In fact, let me shine a light on some of the writers I work with:
Annika Hanson
A native of Scotland, Annika is an expert at capturing corrupted innocence. I often have her work with younger girls, innocent and virginal until she turns them into rabid sex maniacs.
Of the many books she’s written with me, the most popular so far has been Submissive Nanny, a story about a girl who gets a job a nanny only to be turned into a sexy plaything. Annika doesn’t shy away from girl-on-girl sex and is particularly skilled at writing threesome scenes.
My latest collaboration with her, Indecent Temptations, is set in her native Scotland, in the northeastern town of Inverness.
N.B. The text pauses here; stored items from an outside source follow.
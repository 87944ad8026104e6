use rand::Rng;
use std::collections::{BTreeSet, HashSet};
use thiserror::Error;
use url::Url;

use crate::model::ids::{ChoiceId, QuestionId, TopicId};
use crate::shuffle::shuffle_in_place;

//
// ─── ERRORS ────────────────────────────────────────────────────────────────────
//

#[derive(Debug, Error, Clone, PartialEq, Eq)]
#[non_exhaustive]
pub enum QuestionError {
    #[error("question {0} has empty text")]
    EmptyText(QuestionId),

    #[error("question {0} has no choices")]
    NoChoices(QuestionId),

    #[error("question {question} lists choice {choice} more than once")]
    DuplicateChoice { question: QuestionId, choice: ChoiceId },

    #[error("single-choice question {question} must have exactly one correct choice, found {found}")]
    SingleChoiceCorrectCount { question: QuestionId, found: usize },

    #[error("multiple-choice question {0} has no correct choice")]
    NoCorrectChoice(QuestionId),

    #[error("image url cannot be empty")]
    EmptyImageUrl,
}

//
// ─── MEDIA ─────────────────────────────────────────────────────────────────────
//

/// Location of a question illustration, as authored in the content store.
///
/// The raw string is kept even when it is not a well-formed absolute URL so a
/// broken reference degrades to a missing image instead of rejecting the bank.
#[derive(Debug, Clone, PartialEq, Eq, Hash, PartialOrd, Ord)]
pub struct ImageUrl(String);

impl ImageUrl {
    /// # Errors
    ///
    /// Returns `QuestionError::EmptyImageUrl` for blank input.
    pub fn new(raw: impl Into<String>) -> Result<Self, QuestionError> {
        let raw = raw.into();
        let trimmed = raw.trim();
        if trimmed.is_empty() {
            return Err(QuestionError::EmptyImageUrl);
        }
        Ok(Self(trimmed.to_owned()))
    }

    #[must_use]
    pub fn as_str(&self) -> &str {
        &self.0
    }

    /// Parses the reference as an absolute URL, if it is one.
    #[must_use]
    pub fn parsed(&self) -> Option<Url> {
        Url::parse(&self.0).ok()
    }
}

#[derive(Debug, Clone, PartialEq, Eq)]
pub struct QuestionImage {
    pub url: ImageUrl,
    pub alt: Option<String>,
}

//
// ─── CHOICE ────────────────────────────────────────────────────────────────────
//

#[derive(Debug, Clone, PartialEq, Eq)]
pub struct Choice {
    id: ChoiceId,
    question_id: QuestionId,
    text: String,
    is_correct: bool,
    sort_order: i64,
}

impl Choice {
    #[must_use]
    pub fn id(&self) -> ChoiceId {
        self.id
    }

    #[must_use]
    pub fn question_id(&self) -> QuestionId {
        self.question_id
    }

    #[must_use]
    pub fn text(&self) -> &str {
        &self.text
    }

    /// Correctness flag. Only grading and review code should read this.
    #[must_use]
    pub fn is_correct(&self) -> bool {
        self.is_correct
    }

    #[must_use]
    pub fn sort_order(&self) -> i64 {
        self.sort_order
    }
}

#[derive(Debug, Clone, PartialEq, Eq)]
pub struct ChoiceDraft {
    pub id: ChoiceId,
    pub text: String,
    pub is_correct: bool,
    pub sort_order: Option<i64>,
}

//
// ─── QUESTION ──────────────────────────────────────────────────────────────────
//

/// Unvalidated question as read from the content store.
#[derive(Debug, Clone, PartialEq, Eq)]
pub struct QuestionDraft {
    pub id: QuestionId,
    pub topic_id: TopicId,
    pub text: String,
    pub multiple: bool,
    pub image_url: Option<String>,
    pub image_alt: Option<String>,
    pub explanation: Option<String>,
    pub sort_order: Option<i64>,
    pub choices: Vec<ChoiceDraft>,
}

impl QuestionDraft {
    /// Checks the authored question against the choice/correctness rules.
    ///
    /// # Errors
    ///
    /// Returns `QuestionError` when the text is empty, there are no choices,
    /// a choice id repeats, or the correct-choice count does not fit `multiple`.
    pub fn validate(self) -> Result<Question, QuestionError> {
        if self.text.trim().is_empty() {
            return Err(QuestionError::EmptyText(self.id));
        }
        if self.choices.is_empty() {
            return Err(QuestionError::NoChoices(self.id));
        }

        let mut seen = HashSet::with_capacity(self.choices.len());
        for choice in &self.choices {
            if !seen.insert(choice.id) {
                return Err(QuestionError::DuplicateChoice {
                    question: self.id,
                    choice: choice.id,
                });
            }
        }

        let correct = self.choices.iter().filter(|c| c.is_correct).count();
        if self.multiple {
            if correct == 0 {
                return Err(QuestionError::NoCorrectChoice(self.id));
            }
        } else if correct != 1 {
            return Err(QuestionError::SingleChoiceCorrectCount {
                question: self.id,
                found: correct,
            });
        }

        let image = match non_blank(self.image_url) {
            Some(url) => Some(QuestionImage {
                url: ImageUrl::new(url)?,
                alt: non_blank(self.image_alt),
            }),
            None => None,
        };

        let question_id = self.id;
        let choices = self
            .choices
            .into_iter()
            .map(|c| Choice {
                id: c.id,
                question_id,
                text: c.text,
                is_correct: c.is_correct,
                sort_order: c.sort_order.unwrap_or(0),
            })
            .collect();

        Ok(Question {
            id: self.id,
            topic_id: self.topic_id,
            text: self.text,
            multiple: self.multiple,
            image,
            explanation: non_blank(self.explanation),
            sort_order: self.sort_order.unwrap_or(0),
            choices,
        })
    }
}

fn non_blank(value: Option<String>) -> Option<String> {
    value.filter(|v| !v.trim().is_empty())
}

/// A validated question with its choices.
#[derive(Debug, Clone, PartialEq, Eq)]
pub struct Question {
    id: QuestionId,
    topic_id: TopicId,
    text: String,
    multiple: bool,
    image: Option<QuestionImage>,
    explanation: Option<String>,
    sort_order: i64,
    choices: Vec<Choice>,
}

impl Question {
    #[must_use]
    pub fn id(&self) -> QuestionId {
        self.id
    }

    #[must_use]
    pub fn topic_id(&self) -> TopicId {
        self.topic_id
    }

    #[must_use]
    pub fn text(&self) -> &str {
        &self.text
    }

    /// True when several choices may be correct and selection toggles.
    #[must_use]
    pub fn multiple(&self) -> bool {
        self.multiple
    }

    #[must_use]
    pub fn image(&self) -> Option<&QuestionImage> {
        self.image.as_ref()
    }

    #[must_use]
    pub fn explanation(&self) -> Option<&str> {
        self.explanation.as_deref()
    }

    #[must_use]
    pub fn sort_order(&self) -> i64 {
        self.sort_order
    }

    #[must_use]
    pub fn choices(&self) -> &[Choice] {
        &self.choices
    }

    #[must_use]
    pub fn has_choice(&self, id: ChoiceId) -> bool {
        self.choices.iter().any(|c| c.id == id)
    }

    #[must_use]
    pub fn correct_choice_ids(&self) -> BTreeSet<ChoiceId> {
        self.choices
            .iter()
            .filter(|c| c.is_correct)
            .map(Choice::id)
            .collect()
    }

    /// Puts choices back into authored order. Stable, so equal orders keep fetch order.
    pub fn sort_choices(&mut self) {
        self.choices.sort_by_key(Choice::sort_order);
    }

    /// Randomizes the presentation order of the choices.
    pub fn shuffle_choices<R: Rng + ?Sized>(&mut self, rng: &mut R) {
        shuffle_in_place(&mut self.choices, rng);
    }
}

//
// ─── TESTS ─────────────────────────────────────────────────────────────────────
//

#[cfg(test)]
mod tests {
    use super::*;
    use rand::SeedableRng;
    use rand::rngs::StdRng;

    fn choice(id: u64, correct: bool, order: Option<i64>) -> ChoiceDraft {
        ChoiceDraft {
            id: ChoiceId::new(id),
            text: format!("choice {id}"),
            is_correct: correct,
            sort_order: order,
        }
    }

    fn draft(multiple: bool, choices: Vec<ChoiceDraft>) -> QuestionDraft {
        QuestionDraft {
            id: QuestionId::new(1),
            topic_id: TopicId::new(1),
            text: "Which?".into(),
            multiple,
            image_url: None,
            image_alt: None,
            explanation: None,
            sort_order: None,
            choices,
        }
    }

    #[test]
    fn single_choice_needs_exactly_one_correct() {
        let err = draft(false, vec![choice(1, true, None), choice(2, true, None)])
            .validate()
            .unwrap_err();
        assert!(matches!(
            err,
            QuestionError::SingleChoiceCorrectCount { found: 2, .. }
        ));

        let err = draft(false, vec![choice(1, false, None)])
            .validate()
            .unwrap_err();
        assert!(matches!(
            err,
            QuestionError::SingleChoiceCorrectCount { found: 0, .. }
        ));
    }

    #[test]
    fn multiple_choice_accepts_several_correct() {
        let q = draft(
            true,
            vec![choice(1, true, None), choice(2, true, None), choice(3, false, None)],
        )
        .validate()
        .unwrap();
        let expected: BTreeSet<_> = [ChoiceId::new(1), ChoiceId::new(2)].into();
        assert_eq!(q.correct_choice_ids(), expected);
    }

    #[test]
    fn multiple_choice_needs_a_correct_choice() {
        let err = draft(true, vec![choice(1, false, None)])
            .validate()
            .unwrap_err();
        assert_eq!(err, QuestionError::NoCorrectChoice(QuestionId::new(1)));
    }

    #[test]
    fn rejects_empty_choices_and_duplicates() {
        assert_eq!(
            draft(false, vec![]).validate().unwrap_err(),
            QuestionError::NoChoices(QuestionId::new(1))
        );
        let err = draft(false, vec![choice(1, true, None), choice(1, false, None)])
            .validate()
            .unwrap_err();
        assert!(matches!(err, QuestionError::DuplicateChoice { .. }));
    }

    #[test]
    fn blank_image_url_means_no_image() {
        let mut d = draft(false, vec![choice(1, true, None)]);
        d.image_url = Some("  ".into());
        d.image_alt = Some("alt".into());
        let q = d.validate().unwrap();
        assert!(q.image().is_none());
    }

    #[test]
    fn image_keeps_unparseable_reference() {
        let mut d = draft(false, vec![choice(1, true, None)]);
        d.image_url = Some("not a url".into());
        let q = d.validate().unwrap();
        let image = q.image().unwrap();
        assert_eq!(image.url.as_str(), "not a url");
        assert!(image.url.parsed().is_none());
    }

    #[test]
    fn sort_choices_treats_missing_order_as_zero_and_is_stable() {
        let mut q = draft(
            false,
            vec![
                choice(1, false, Some(2)),
                choice(2, true, None),
                choice(3, false, Some(-1)),
                choice(4, false, Some(0)),
            ],
        )
        .validate()
        .unwrap();
        q.sort_choices();
        let ids: Vec<u64> = q.choices().iter().map(|c| c.id().value()).collect();
        assert_eq!(ids, vec![3, 2, 4, 1]);
    }

    #[test]
    fn shuffling_choices_keeps_correctness_attached() {
        let mut q = draft(
            true,
            (1..=8).map(|i| choice(i, i % 3 == 0, None)).collect(),
        )
        .validate()
        .unwrap();
        let before = q.correct_choice_ids();
        q.shuffle_choices(&mut StdRng::seed_from_u64(3));
        assert_eq!(q.correct_choice_ids(), before);
        assert!(q.choices().iter().all(|c| c.question_id() == q.id()));
    }
}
Her depictions of the local landscape and small-town culture have been instrumental in helping me turn that book into a work of art.
Kaila Krayewski
A Canadian living on the tropical island of Koh Samui in Thailand, Kaila is an accomplished writer, journalist and travel blogger. Through her blog, the Blonde Traveler, she helps recent college graduates earn an income as writers while they backpack through Asia.
I first met Kaila at her quirky island office: a colorful townhouse that she calls The Content Castle.
It was one of Kaila’s team members who helped me develop my Style Guide, a detailed set of writing instructions. Instructions such as: start each chapter with a bang, keep paragraphs short and punchy, mix high vocabulary with crude slang, and recap relevant details so the reader doesn’t have to remember stuff. I use the Style Guide to train all my other writers to make sure that each of my books maintain a consistent Viktor Redreich feel.
Christine Chapel
A sassy English girl living in Sweden, Christine is a master in the art of erotic prose. All the books she’s helped me with are dripping with sex and overflowing with delicious emotion.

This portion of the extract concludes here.